Two people of note died this week without fanfare or blazing headlines.
The first was Mary Daly, a rip-roaring feminist who touched my life deeply when I was a student at Florida State University in the early 1980s. She came to speak there but would not take the podium unless the men in the room left. It caused an uproar, of course, because her trip had been funded with public money.
But I admired her courage for standing up for her beliefs. “You learn courage by couraging,” she said.
She said she was not interested in men. Rather, she wanted to study the capacities of women, repressed for centuries under male-dominated societies.
I didn’t agree with all of Mary Daly’s theories, but she inspired me to think outside the box.
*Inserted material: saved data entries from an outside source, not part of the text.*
use super::*;

#[test]
fn defaults_are_valid() {
    let o = GlassOpts::default();
    o.validate().unwrap();
    assert_eq!(o.max_measure_attempts, 600);
    assert_eq!(o.resolution, 1.0);
    assert_eq!(o.id_prefix, "liquid-glass");
}

#[test]
fn partial_json_fills_defaults() {
    let o = GlassOpts::from_json_str(r#"{ "max_measure_attempts": 3, "resolution": 0.5 }"#).unwrap();
    assert_eq!(o.max_measure_attempts, 3);
    assert_eq!(o.resolution, 0.5);
    assert!(!o.parallel);
    assert_eq!(o.id_seed, None);
}

#[test]
fn unknown_fields_are_rejected() {
    let err = GlassOpts::from_json_str(r#"{ "canvas_dpi": 2 }"#).unwrap_err();
    assert!(err.to_string().contains("validation error:"));
}

#[test]
fn ranges_are_validated() {
    assert!(GlassOpts::from_json_str(r#"{ "max_measure_attempts": 0 }"#).is_err());
    assert!(GlassOpts::from_json_str(r#"{ "resolution": 0.0 }"#).is_err());
    assert!(GlassOpts::from_json_str(r#"{ "resolution": -1.0 }"#).is_err());
    assert!(GlassOpts::from_json_str(r#"{ "id_prefix": "" }"#).is_err());
    assert!(GlassOpts::from_json_str(r#"{ "id_prefix": "a b" }"#).is_err());
    assert!(GlassOpts::from_json_str(r#"{ "max_texture_dim": 0 }"#).is_err());
}

#[test]
fn from_path_reads_file() {
    let dir = std::path::PathBuf::from("target").join("config_unit");
    std::fs::create_dir_all(&dir).unwrap();
    let path = dir.join("opts.json");
    std::fs::write(&path, r#"{ "id_prefix": "card", "id_seed": 9 }"#).unwrap();
    let o = GlassOpts::from_path(&path).unwrap();
    assert_eq!(o.id_prefix, "card");
    assert_eq!(o.id_seed, Some(9));

    assert!(GlassOpts::from_path(dir.join("missing.json")).is_err());
}
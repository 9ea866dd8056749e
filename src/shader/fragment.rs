use crate::foundation::core::Point;
use crate::foundation::math::{rounded_rect_sdf, smoothstep};
use crate::shader::pointer::ObservedPointer;

/// Programmable shape of the distortion.
///
/// `sample` maps a normalized surface coordinate `uv` in `[0, 1]^2` to the normalized coordinate
/// the output pixel should be sampled from. Implementations must be pure: the same `uv` and
/// pointer must always produce the same result. Reading `pointer` is what makes pointer
/// movement trigger a recompute.
pub trait FragmentFn: Send + Sync {
    /// Displaced coordinate for `uv`.
    fn sample(&self, uv: Point, pointer: &ObservedPointer<'_>) -> Point;
}

impl<F> FragmentFn for F
where
    F: Fn(Point, &ObservedPointer<'_>) -> Point + Send + Sync,
{
    fn sample(&self, uv: Point, pointer: &ObservedPointer<'_>) -> Point {
        self(uv, pointer)
    }
}

/// Pin a closure to the [`FragmentFn`] signature.
///
/// Closures stored in a `let` before use do not always infer a signature that is generic over
/// the pointer borrow; passing them through here does.
pub fn fragment_fn<F>(f: F) -> F
where
    F: Fn(Point, &ObservedPointer<'_>) -> Point + Send + Sync,
{
    f
}

/// Rounded-rectangle lens parameters, in normalized units around the surface center.
#[derive(Clone, Copy, Debug, PartialEq, serde::Serialize, serde::Deserialize)]
pub struct LensShape {
    /// Half extent of the rectangle along x.
    pub half_width: f64,
    /// Half extent of the rectangle along y.
    pub half_height: f64,
    /// Corner radius.
    pub radius: f64,
    /// Distance subtracted from the SDF before the falloff.
    pub edge_offset: f64,
    /// SDF distance at which the lens has no effect left.
    pub falloff: f64,
}

impl LensShape {
    /// Shape used by [`default_fragment`].
    pub const DEFAULT: Self = Self {
        half_width: 0.3,
        half_height: 0.2,
        radius: 0.6,
        edge_offset: 0.15,
        falloff: 0.8,
    };

    /// Pull factor at `(ix, iy)` relative to the center: `1` inside the lens (coordinate kept),
    /// falling to `0` (collapsed onto the center) once the SDF exceeds `edge_offset + falloff`.
    pub fn pull(&self, ix: f64, iy: f64) -> f64 {
        let d = rounded_rect_sdf(ix, iy, self.half_width, self.half_height, self.radius);
        let displacement = smoothstep(self.falloff, 0.0, d - self.edge_offset);
        smoothstep(0.0, 1.0, displacement)
    }

    fn sample(&self, uv: Point) -> Point {
        let ix = uv.x - 0.5;
        let iy = uv.y - 0.5;
        let k = self.pull(ix, iy);
        Point::new(ix * k + 0.5, iy * k + 0.5)
    }
}

impl Default for LensShape {
    fn default() -> Self {
        Self::DEFAULT
    }
}

/// Fragment built from a [`LensShape`]. Ignores the pointer.
#[derive(Clone, Copy, Debug, Default, PartialEq)]
pub struct LensFragment {
    /// Lens geometry.
    pub shape: LensShape,
}

impl FragmentFn for LensFragment {
    fn sample(&self, uv: Point, _pointer: &ObservedPointer<'_>) -> Point {
        self.shape.sample(uv)
    }
}

/// Build a lens fragment for `shape`.
pub fn lens_fragment(shape: LensShape) -> LensFragment {
    LensFragment { shape }
}

/// Built-in refraction bulge.
///
/// The lens interior samples itself unchanged; outside it the sample point is pulled toward the
/// center, increasingly so with distance, which magnifies the content near the rim.
///
/// Never reads `pointer`, so pointer movement never recomputes it.
pub fn default_fragment(uv: Point, _pointer: &ObservedPointer<'_>) -> Point {
    LensShape::DEFAULT.sample(uv)
}

/// `pos = uv`; produces an all-zero displacement field.
#[derive(Clone, Copy, Debug, Default)]
pub struct IdentityFragment;

impl FragmentFn for IdentityFragment {
    fn sample(&self, uv: Point, _pointer: &ObservedPointer<'_>) -> Point {
        uv
    }
}

#[cfg(test)]
#[path = "../../tests/unit/shader/fragment.rs"]
mod tests;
Daly stuck to her principles all her life. At Boston University, the feminist theologian ended a stormy tenure by retiring rather than allowing men to sit in her classrooms.
Mary Daly was 81.
On the other side of the world, a man of a different sort of courage died of stomach cancer in a hospital in Nagasaki, Japan.
Tsutomu Yamaguchi was the only person officially recognized as having survived both the atomic bombing of Hiroshima and Nagasaki at the end of World War II.
Yamaguchi was on a business trip to Hiroshima when he saw and felt the great white flash. Badly burned, he returned home to Nagasaki, where three days later, he witnessed horror again.
He, like may atom bomb survivors, suffered from health problems all his life. Still he lived to the ripe old age of 93 and in later years, he became a voice for the abolition of nuclear weapons.
Some said Yamaguchi was the luckiest man on Earth to have survived two nuclear bombs. Others wondered if he was the unluckiest to have lived — and to have remembered.